DATA TO PROCESS section start
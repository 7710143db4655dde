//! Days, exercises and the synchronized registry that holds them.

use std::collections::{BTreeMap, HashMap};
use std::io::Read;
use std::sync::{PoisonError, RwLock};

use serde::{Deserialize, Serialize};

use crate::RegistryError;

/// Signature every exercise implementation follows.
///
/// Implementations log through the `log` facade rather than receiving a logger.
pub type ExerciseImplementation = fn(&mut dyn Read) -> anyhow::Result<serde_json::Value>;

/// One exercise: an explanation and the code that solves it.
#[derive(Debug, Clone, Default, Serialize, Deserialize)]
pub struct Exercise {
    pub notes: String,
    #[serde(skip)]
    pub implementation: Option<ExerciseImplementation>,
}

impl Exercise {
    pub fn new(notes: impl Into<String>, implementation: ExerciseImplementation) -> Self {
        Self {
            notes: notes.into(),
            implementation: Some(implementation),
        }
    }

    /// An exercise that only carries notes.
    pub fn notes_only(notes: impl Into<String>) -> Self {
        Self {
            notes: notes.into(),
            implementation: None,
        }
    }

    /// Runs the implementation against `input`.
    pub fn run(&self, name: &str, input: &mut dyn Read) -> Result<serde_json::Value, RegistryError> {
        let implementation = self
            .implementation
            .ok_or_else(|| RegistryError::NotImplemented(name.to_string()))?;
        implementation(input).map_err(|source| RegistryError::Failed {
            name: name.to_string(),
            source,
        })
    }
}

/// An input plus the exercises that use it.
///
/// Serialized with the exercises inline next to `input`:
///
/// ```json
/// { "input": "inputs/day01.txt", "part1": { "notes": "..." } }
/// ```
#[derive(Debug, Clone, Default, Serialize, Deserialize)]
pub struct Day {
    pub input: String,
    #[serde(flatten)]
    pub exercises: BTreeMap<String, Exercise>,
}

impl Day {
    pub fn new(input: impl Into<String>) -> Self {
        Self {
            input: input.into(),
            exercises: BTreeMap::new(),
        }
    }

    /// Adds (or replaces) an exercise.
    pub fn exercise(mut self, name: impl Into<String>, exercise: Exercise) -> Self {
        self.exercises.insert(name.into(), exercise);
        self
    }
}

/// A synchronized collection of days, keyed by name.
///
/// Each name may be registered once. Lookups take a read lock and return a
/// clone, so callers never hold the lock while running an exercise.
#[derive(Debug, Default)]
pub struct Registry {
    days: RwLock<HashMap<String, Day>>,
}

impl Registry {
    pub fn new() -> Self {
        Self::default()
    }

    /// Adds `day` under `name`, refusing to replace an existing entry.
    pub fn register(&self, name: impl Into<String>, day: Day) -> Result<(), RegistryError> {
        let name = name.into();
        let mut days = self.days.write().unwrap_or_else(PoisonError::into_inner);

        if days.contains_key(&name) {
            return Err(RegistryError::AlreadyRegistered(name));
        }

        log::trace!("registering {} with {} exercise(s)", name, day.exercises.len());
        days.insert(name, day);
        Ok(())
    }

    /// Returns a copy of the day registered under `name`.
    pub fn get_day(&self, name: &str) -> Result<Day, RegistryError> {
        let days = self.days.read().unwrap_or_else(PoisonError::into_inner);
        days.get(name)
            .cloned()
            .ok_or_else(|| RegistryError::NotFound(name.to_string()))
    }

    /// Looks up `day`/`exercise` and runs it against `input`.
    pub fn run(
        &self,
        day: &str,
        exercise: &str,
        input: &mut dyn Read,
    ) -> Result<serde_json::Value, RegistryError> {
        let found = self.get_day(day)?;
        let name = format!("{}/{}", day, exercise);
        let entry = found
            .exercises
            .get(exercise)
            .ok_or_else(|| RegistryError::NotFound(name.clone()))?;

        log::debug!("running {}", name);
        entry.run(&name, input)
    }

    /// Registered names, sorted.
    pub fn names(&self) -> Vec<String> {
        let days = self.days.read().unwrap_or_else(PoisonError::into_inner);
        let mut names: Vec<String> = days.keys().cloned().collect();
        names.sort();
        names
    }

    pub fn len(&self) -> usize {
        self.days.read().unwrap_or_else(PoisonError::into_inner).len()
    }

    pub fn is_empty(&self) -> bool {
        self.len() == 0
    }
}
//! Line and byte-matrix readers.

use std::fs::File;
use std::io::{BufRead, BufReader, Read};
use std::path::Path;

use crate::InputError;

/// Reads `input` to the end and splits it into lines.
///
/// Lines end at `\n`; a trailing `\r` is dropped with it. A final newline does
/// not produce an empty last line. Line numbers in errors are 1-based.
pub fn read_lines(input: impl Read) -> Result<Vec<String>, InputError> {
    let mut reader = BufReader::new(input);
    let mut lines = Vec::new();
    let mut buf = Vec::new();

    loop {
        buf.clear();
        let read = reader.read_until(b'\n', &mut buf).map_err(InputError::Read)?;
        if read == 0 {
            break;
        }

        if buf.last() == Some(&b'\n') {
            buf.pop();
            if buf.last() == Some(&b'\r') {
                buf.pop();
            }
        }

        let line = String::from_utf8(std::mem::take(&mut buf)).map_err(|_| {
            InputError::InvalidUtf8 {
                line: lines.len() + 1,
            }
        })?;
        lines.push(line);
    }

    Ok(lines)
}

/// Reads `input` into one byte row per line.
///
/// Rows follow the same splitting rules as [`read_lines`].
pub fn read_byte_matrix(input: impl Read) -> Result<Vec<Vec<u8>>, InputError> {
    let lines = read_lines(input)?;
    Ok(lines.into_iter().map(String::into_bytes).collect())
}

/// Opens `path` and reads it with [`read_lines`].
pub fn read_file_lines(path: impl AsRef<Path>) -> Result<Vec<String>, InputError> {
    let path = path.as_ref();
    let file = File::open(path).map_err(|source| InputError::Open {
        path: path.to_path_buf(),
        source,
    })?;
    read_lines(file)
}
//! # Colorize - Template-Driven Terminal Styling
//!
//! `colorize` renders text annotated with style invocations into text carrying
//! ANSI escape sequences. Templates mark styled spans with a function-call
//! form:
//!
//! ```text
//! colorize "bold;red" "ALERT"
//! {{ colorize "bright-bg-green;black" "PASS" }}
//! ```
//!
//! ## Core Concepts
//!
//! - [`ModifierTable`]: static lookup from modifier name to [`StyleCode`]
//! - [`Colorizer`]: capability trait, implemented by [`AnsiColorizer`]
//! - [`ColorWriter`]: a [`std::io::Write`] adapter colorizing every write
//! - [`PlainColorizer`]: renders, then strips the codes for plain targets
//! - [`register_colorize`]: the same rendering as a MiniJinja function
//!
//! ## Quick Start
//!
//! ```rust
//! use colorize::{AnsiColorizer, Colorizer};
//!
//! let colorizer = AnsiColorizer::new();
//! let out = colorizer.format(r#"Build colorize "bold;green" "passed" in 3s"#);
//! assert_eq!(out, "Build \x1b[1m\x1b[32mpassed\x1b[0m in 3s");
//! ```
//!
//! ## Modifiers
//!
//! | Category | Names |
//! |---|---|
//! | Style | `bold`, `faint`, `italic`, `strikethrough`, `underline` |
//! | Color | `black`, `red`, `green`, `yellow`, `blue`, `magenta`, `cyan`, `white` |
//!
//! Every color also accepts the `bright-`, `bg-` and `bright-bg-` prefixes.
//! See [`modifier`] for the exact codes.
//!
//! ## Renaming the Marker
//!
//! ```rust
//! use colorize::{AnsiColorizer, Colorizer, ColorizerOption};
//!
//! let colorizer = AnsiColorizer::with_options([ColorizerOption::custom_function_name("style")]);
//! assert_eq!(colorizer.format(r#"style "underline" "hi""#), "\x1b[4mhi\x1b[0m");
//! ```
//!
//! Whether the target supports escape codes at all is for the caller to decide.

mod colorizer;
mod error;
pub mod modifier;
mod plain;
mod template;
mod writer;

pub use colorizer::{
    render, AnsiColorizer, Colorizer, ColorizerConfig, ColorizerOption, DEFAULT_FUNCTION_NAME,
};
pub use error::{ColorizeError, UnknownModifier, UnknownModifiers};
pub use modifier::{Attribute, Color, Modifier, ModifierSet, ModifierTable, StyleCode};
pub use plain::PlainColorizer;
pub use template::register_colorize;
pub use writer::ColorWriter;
DATA TO PROCESS section end
**PROBLEM DESCRIPTION**
Each line of the entries above that includes the string "Value" should be copied out.

**ANSWER BOX**
pub type ExerciseImplementation = fn(&mut dyn Read) -> anyhow::Result<serde_json::Value>;
    pub fn run(&self, name: &str, input: &mut dyn Read) -> Result<serde_json::Value, RegistryError> {
    ) -> Result<serde_json::Value, RegistryError> {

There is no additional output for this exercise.